Exercise prompt = Which lines below contain "DisplayState"? Pull them out.

--- --- ---

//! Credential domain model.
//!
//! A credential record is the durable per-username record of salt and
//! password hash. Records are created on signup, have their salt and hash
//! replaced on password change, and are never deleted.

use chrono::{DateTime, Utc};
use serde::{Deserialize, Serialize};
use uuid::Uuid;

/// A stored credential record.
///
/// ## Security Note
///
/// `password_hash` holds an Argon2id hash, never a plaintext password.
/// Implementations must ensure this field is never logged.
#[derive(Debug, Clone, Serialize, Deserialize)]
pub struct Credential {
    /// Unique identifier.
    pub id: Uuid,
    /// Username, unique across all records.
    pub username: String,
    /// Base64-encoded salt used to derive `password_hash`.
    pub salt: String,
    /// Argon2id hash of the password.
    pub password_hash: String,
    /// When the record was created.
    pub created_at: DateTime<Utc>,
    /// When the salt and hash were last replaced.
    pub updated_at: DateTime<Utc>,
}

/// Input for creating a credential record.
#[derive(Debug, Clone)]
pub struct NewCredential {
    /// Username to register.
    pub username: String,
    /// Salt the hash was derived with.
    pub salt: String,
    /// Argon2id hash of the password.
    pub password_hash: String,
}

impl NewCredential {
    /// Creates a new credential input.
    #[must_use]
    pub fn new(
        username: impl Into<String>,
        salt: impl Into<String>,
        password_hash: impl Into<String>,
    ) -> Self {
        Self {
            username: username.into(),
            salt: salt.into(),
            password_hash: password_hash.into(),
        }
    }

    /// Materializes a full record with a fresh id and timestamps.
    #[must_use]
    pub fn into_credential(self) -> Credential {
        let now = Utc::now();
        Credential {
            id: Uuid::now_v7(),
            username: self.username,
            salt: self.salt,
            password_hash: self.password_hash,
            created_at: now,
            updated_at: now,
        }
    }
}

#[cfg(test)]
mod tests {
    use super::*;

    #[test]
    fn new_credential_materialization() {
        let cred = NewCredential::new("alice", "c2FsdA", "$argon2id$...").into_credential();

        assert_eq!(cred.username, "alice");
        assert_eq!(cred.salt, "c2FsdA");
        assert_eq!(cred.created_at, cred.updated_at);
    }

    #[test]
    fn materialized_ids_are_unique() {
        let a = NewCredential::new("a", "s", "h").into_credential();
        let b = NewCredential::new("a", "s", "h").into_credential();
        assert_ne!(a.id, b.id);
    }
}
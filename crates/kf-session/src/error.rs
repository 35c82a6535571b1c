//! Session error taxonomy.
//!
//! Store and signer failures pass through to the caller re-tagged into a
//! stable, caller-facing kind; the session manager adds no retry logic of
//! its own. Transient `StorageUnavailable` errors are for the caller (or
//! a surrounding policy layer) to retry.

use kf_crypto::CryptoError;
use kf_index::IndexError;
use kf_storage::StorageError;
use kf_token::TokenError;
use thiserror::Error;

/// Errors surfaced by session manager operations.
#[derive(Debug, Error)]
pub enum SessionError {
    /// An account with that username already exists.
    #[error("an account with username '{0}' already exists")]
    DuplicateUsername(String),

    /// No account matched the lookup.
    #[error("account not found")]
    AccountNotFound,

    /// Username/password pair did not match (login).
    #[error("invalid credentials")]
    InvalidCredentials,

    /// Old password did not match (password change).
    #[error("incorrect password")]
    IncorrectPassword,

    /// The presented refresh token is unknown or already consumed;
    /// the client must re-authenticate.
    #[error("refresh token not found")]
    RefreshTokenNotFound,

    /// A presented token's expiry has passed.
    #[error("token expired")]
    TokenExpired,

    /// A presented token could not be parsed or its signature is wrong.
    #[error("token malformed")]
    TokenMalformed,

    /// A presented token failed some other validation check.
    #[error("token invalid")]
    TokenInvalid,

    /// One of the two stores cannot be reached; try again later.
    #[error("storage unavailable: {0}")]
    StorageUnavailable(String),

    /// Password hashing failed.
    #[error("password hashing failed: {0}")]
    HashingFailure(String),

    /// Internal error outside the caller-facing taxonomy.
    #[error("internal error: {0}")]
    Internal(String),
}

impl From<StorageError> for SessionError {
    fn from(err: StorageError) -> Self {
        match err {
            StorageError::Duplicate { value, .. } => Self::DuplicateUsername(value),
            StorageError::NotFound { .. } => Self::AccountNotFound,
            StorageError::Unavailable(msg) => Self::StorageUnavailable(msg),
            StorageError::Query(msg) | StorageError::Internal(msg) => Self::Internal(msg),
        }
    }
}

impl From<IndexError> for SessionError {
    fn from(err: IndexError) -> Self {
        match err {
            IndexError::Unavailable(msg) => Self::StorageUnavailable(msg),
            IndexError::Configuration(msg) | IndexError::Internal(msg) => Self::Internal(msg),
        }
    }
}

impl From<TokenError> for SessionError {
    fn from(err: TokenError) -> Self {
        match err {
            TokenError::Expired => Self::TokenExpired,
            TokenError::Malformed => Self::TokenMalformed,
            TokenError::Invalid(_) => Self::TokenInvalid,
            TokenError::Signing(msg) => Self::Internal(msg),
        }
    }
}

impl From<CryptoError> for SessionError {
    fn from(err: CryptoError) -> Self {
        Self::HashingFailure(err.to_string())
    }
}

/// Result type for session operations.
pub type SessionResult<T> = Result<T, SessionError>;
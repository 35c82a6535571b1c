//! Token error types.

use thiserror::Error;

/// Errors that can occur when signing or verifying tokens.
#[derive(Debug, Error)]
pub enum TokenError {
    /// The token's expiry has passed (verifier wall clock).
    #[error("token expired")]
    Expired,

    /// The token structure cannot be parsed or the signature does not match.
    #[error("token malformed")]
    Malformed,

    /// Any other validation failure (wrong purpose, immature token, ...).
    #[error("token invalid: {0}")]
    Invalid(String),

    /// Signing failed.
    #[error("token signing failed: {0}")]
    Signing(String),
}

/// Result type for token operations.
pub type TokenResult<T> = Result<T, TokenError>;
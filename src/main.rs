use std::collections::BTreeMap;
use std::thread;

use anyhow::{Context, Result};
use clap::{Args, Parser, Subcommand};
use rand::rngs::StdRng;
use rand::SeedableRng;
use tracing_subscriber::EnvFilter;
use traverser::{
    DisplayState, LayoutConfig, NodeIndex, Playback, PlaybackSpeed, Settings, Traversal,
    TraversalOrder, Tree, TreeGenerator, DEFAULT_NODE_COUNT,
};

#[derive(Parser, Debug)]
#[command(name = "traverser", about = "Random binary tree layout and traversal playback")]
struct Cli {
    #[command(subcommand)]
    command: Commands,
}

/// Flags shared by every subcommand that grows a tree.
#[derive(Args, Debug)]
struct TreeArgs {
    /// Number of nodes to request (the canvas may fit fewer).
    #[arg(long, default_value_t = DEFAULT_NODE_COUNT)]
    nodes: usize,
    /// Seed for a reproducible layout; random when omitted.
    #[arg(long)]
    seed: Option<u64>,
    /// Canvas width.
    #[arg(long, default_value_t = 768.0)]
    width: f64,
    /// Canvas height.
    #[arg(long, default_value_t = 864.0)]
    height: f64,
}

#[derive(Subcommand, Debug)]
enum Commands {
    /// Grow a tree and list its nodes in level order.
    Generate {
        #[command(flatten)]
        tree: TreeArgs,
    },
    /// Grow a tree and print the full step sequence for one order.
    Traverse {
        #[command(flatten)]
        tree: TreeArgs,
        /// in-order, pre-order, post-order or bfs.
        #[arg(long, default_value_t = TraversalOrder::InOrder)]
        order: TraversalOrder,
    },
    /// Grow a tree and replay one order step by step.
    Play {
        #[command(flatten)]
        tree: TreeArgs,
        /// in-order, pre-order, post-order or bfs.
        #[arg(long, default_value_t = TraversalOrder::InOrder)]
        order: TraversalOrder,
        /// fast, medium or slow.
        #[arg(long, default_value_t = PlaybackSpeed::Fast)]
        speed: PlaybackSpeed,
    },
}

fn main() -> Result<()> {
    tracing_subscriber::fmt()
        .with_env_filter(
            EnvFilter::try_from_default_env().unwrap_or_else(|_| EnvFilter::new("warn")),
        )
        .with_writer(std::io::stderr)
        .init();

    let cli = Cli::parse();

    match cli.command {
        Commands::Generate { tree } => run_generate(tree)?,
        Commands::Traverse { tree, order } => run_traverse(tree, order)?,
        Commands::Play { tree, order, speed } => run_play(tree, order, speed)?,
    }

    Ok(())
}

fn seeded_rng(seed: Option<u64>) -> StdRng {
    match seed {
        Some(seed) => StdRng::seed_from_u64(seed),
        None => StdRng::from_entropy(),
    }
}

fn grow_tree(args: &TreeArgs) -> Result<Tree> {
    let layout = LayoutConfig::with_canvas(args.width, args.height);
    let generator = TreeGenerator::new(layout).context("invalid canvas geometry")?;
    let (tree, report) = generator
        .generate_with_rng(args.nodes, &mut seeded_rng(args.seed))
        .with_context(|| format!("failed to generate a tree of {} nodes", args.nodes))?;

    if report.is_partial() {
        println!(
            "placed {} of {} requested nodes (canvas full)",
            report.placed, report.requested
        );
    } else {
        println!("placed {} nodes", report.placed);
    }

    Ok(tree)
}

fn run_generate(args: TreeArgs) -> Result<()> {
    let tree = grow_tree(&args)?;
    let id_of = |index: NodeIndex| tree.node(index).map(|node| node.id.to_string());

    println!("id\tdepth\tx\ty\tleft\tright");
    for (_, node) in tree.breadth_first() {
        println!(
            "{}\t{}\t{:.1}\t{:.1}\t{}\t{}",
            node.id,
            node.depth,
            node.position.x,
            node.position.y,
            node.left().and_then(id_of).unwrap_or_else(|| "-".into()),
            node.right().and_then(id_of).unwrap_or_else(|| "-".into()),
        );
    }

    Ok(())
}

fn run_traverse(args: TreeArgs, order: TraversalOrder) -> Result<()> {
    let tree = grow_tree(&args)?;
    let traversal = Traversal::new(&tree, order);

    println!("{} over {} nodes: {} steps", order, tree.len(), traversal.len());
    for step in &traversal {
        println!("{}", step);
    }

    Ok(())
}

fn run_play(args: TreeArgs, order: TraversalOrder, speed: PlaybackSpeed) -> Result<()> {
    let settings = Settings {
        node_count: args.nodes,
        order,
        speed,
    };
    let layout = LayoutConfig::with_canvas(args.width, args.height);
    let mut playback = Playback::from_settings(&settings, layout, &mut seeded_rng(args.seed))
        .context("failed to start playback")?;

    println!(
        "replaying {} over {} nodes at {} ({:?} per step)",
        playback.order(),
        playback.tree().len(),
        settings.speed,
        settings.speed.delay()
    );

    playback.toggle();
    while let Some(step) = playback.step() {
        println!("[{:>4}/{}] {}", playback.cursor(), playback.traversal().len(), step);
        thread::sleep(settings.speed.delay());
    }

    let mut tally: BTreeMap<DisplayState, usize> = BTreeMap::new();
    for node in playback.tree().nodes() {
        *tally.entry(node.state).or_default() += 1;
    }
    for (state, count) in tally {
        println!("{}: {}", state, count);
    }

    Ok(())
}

--- --- ---

Solution to this exercise =
    DisplayState, LayoutConfig, NodeIndex, Playback, PlaybackSpeed, Settings, Traversal,
    let mut tally: BTreeMap<DisplayState, usize> = BTreeMap::new();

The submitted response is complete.